L’administration Clinton a reconnu à plusieurs reprises que ses décideurs n’avaient pas pleinement saisi l’ampleur de la situation au Rwanda. Les États-Unis n’ont pas appliqué les normes internationales de 1948 pour prévenir et punir le crime de génocide, malgré la persécution continue des Tutsi.

Des documents classifiés, devenus publics par la suite, révèlent que dès les 16 premiers jours du génocide contre les Tutsi, des responsables de la Maison Blanche avaient qualifié les événements de « génocide », mais avaient choisi de ne pas l’annoncer publiquement, car on leur avait signalé que le président ne souhaitait pas intervenir.

Les rapports de renseignement américains avaient informé les hauts membres du gouvernement et le président lui-même que le complot au Rwanda visait « l’extermination totale des Tutsi », et qu’il serait exécuté conformément aux plans établis.

Des documents du Bureau de la sécurité intérieure des États-Unis indiquent que Clinton et son vice-président, Al Gore, recevaient quotidiennement des rapports de la CIA sur les assassinats de Tutsi.

Corina Sanders a prononcé un discours divergeant nettement des déclarations habituelles de Blinken

Accordez-nous une journée de répit, s’il vous plaît !

Le président Kagame a récemment exprimé qu’il n’était plus étonné par les réactions des États-Unis envers le Rwanda, soulignant que dès 2014, il avait initié l’envoi d’une lettre aux autorités américaines. Cette lettre stipulait que, pendant les périodes de commémoration du génocide perpétré contre les Tutsi, les États-Unis devraient observer une conduite pacifique et respectueuse envers le Rwanda, permettant ainsi au pays de se recueillir et de commémorer ses tragédies dans la sérénité.

Dans une récente interview accordée aux médias après le début de la Semaine de la 30e commémoration du génocide perpétré contre les Tutsi, le 8 avril, le président Kagame a déclaré : « Dans une correspondance, nous leur avons dit que cela ne pose aucun problème s’ils souhaitent se joindre à nous dans les commémorations. Mais ce que nous leur demandons, c’est une chose : ‘à l’approche du 7 avril, pourriez-vous vous associer à nous pour la commémoration et mettre de côté toute autre chose’ ? »

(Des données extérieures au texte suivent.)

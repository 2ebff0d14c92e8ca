use super::{DashboardSource, DataOrigin, MentionsQuery};
use crate::error::{ApiError, ApiResult};
use crate::forms::{NewKeyword, NewMention};
use crate::model::{Keyword, Mention, Page, Platform, Sentiment, Stats, TrendPoint};
use crate::query::{SortField, SortOrder};
use async_trait::async_trait;
use serde::de::DeserializeOwned;
use serde::Deserialize;
use std::time::Duration;

pub const DEFAULT_API_BASE: &str = "http://localhost:8000/api";

/// Parameters of `/mentions/search`. Absent filters are left off the query.
#[derive(Debug, Clone, PartialEq)]
pub struct SearchParams {
    pub q: Option<String>,
    pub sentiment: Option<Sentiment>,
    pub platform: Option<Platform>,
    pub start_date: Option<String>,
    pub end_date: Option<String>,
    pub limit: u32,
    pub offset: u32,
    pub sort_by: SortField,
    pub sort_order: SortOrder,
}

impl Default for SearchParams {
    fn default() -> Self {
        Self {
            q: None,
            sentiment: None,
            platform: None,
            start_date: None,
            end_date: None,
            limit: 50,
            offset: 0,
            sort_by: SortField::CreatedAt,
            sort_order: SortOrder::Desc,
        }
    }
}

#[derive(Debug, Deserialize)]
struct GenerateResponse {
    #[serde(default)]
    success: bool,
}

pub struct BackendClient {
    base_url: String,
    client: reqwest::Client,
}

impl BackendClient {
    pub fn new(base_url: &str, timeout: Duration) -> Self {
        let client = reqwest::Client::builder()
            .timeout(timeout)
            .user_agent(concat!("mentionwatch/", env!("CARGO_PKG_VERSION")))
            .build()
            .unwrap_or_else(|e| {
                tracing::warn!(error = %e, "failed to build HTTP client, using defaults without timeout");
                reqwest::Client::new()
            });

        Self {
            base_url: base_url.trim_end_matches('/').to_string(),
            client,
        }
    }

    pub fn base_url(&self) -> &str {
        &self.base_url
    }

    fn url(&self, path: &str, params: &[(&str, String)]) -> String {
        let mut url = format!("{}{}", self.base_url, path);
        for (i, (key, value)) in params.iter().enumerate() {
            url.push(if i == 0 { '?' } else { '&' });
            url.push_str(key);
            url.push('=');
            url.push_str(&urlencoding::encode(value));
        }
        url
    }

    async fn send(
        &self,
        operation: &'static str,
        request: reqwest::RequestBuilder,
    ) -> ApiResult<reqwest::Response> {
        let response = request
            .send()
            .await
            .map_err(|source| ApiError::Transport { operation, source })?;

        let status = response.status();
        if !status.is_success() {
            tracing::debug!(operation, %status, "backend returned an error status");
            return Err(ApiError::Status { operation, status });
        }
        Ok(response)
    }

    async fn decode<T: DeserializeOwned>(
        operation: &'static str,
        response: reqwest::Response,
    ) -> ApiResult<T> {
        let body = response
            .text()
            .await
            .map_err(|source| ApiError::Transport { operation, source })?;
        serde_json::from_str(&body).map_err(|e| ApiError::Decode {
            operation,
            message: e.to_string(),
        })
    }

    async fn get_json<T: DeserializeOwned>(
        &self,
        operation: &'static str,
        path: &str,
        params: &[(&str, String)],
    ) -> ApiResult<T> {
        let request = self.client.get(self.url(path, params));
        let response = self.send(operation, request).await?;
        Self::decode(operation, response).await
    }

    /// Like `get_json` for list endpoints, but a row that does not decode is
    /// logged and dropped instead of failing the whole page.
    async fn get_page<T: DeserializeOwned>(
        &self,
        operation: &'static str,
        path: &str,
        params: &[(&str, String)],
    ) -> ApiResult<Page<T>> {
        let raw: Page<serde_json::Value> = self.get_json(operation, path, params).await?;
        Ok(keep_decodable(operation, raw))
    }

    /// True when `/health` answers with a 2xx. Never errors.
    pub async fn health(&self) -> bool {
        match self.send("health", self.client.get(self.url("/health", &[]))).await {
            Ok(_) => true,
            Err(e) => {
                tracing::debug!(error = %e, "health check failed");
                false
            }
        }
    }

    pub async fn fetch_stats(&self) -> ApiResult<Stats> {
        self.get_json("fetch stats", "/stats", &[]).await
    }

    pub async fn fetch_mentions(&self, query: &MentionsQuery) -> ApiResult<Page<Mention>> {
        let mut params = Vec::new();
        if let Some(sentiment) = query.sentiment {
            params.push(("sentiment", sentiment.to_string()));
        }
        params.push(("limit", query.limit.to_string()));
        params.push(("offset", query.offset.to_string()));
        self.get_page("fetch mentions", "/mentions", &params).await
    }

    pub async fn fetch_trends(&self) -> ApiResult<Vec<TrendPoint>> {
        self.get_json("fetch trends", "/trends", &[]).await
    }

    pub async fn fetch_keywords(&self, limit: u32, offset: u32) -> ApiResult<Page<Keyword>> {
        let params = [("limit", limit.to_string()), ("offset", offset.to_string())];
        self.get_page("fetch keywords", "/keywords", &params).await
    }

    pub async fn add_keyword(&self, keyword: &NewKeyword) -> ApiResult<Keyword> {
        keyword.validate()?;
        let request = self.client.post(self.url("/keywords", &[])).json(keyword);
        let response = self.send("add keyword", request).await?;
        Self::decode("add keyword", response).await
    }

    pub async fn delete_keyword(&self, keyword_id: i64) -> ApiResult<()> {
        let request = self
            .client
            .delete(self.url(&format!("/keywords/{}", keyword_id), &[]));
        self.send("delete keyword", request).await?;
        Ok(())
    }

    pub async fn add_mention(&self, mention: &NewMention) -> ApiResult<Mention> {
        mention.validate()?;
        let request = self.client.post(self.url("/mentions/add", &[])).json(mention);
        let response = self.send("add mention", request).await?;
        Self::decode("add mention", response).await
    }

    pub async fn search_mentions(&self, search: &SearchParams) -> ApiResult<Page<Mention>> {
        let mut params = Vec::new();
        if let Some(q) = search.q.as_deref().filter(|q| !q.is_empty()) {
            params.push(("q", q.to_string()));
        }
        if let Some(sentiment) = search.sentiment {
            params.push(("sentiment", sentiment.to_string()));
        }
        if let Some(platform) = search.platform {
            params.push(("platform", platform.to_string()));
        }
        if let Some(start) = &search.start_date {
            params.push(("startDate", start.clone()));
        }
        if let Some(end) = &search.end_date {
            params.push(("endDate", end.clone()));
        }
        params.push(("limit", search.limit.to_string()));
        params.push(("offset", search.offset.to_string()));
        params.push(("sortBy", search.sort_by.api_name().to_string()));
        params.push(("sortOrder", search.sort_order.as_str().to_string()));
        self.get_page("search mentions", "/mentions/search", &params)
            .await
    }

    pub async fn generate_mock(&self) -> ApiResult<bool> {
        let request = self.client.post(self.url("/generate-mock", &[]));
        let response = self.send("generate mock data", request).await?;
        let body: GenerateResponse = Self::decode("generate mock data", response).await?;
        Ok(body.success)
    }
}

/// Decodes each row on its own, skipping the ones with unknown labels or
/// malformed fields. Pagination is kept as the backend reported it.
pub fn keep_decodable<T: DeserializeOwned>(operation: &str, page: Page<serde_json::Value>) -> Page<T> {
    let data = page
        .data
        .into_iter()
        .filter_map(|row| match serde_json::from_value(row) {
            Ok(item) => Some(item),
            Err(e) => {
                tracing::warn!(operation, error = %e, "skipping undecodable row");
                None
            }
        })
        .collect();

    Page {
        data,
        pagination: page.pagination,
    }
}

#[async_trait]
impl DashboardSource for BackendClient {
    fn origin(&self) -> DataOrigin {
        DataOrigin::Live
    }

    async fn stats(&self) -> ApiResult<Stats> {
        self.fetch_stats().await
    }

    async fn mentions(&self, query: &MentionsQuery) -> ApiResult<Page<Mention>> {
        self.fetch_mentions(query).await
    }

    async fn trends(&self) -> ApiResult<Vec<TrendPoint>> {
        self.fetch_trends().await
    }

    async fn regenerate(&self) -> ApiResult<bool> {
        self.generate_mock().await
    }
}
pub mod config;
pub mod dashboard;
pub mod error;
pub mod export;
pub mod feeds;
pub mod forms;
pub mod mock;
pub mod model;
pub mod query;
pub mod report;
pub mod table;

pub use config::Config;
pub use dashboard::{Dashboard, DashboardState};
pub use error::{ApiError, ApiResult, ValidationError};
pub use feeds::backend::BackendClient;
pub use feeds::mock::MockSource;
pub use feeds::{DashboardSource, DataOrigin};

Il a ajouté : « Une année compte 365 jours. Consacrez-nous le 7 avril pour commémorer ensemble, et utilisez les 364 autres jours pour critiquer ce que vous n’appréciez pas chez nous. Faites cette distinction : rejoignez-nous pour une journée de souvenir et consacrez le reste de l’année à vos critiques, si vous le souhaitez. »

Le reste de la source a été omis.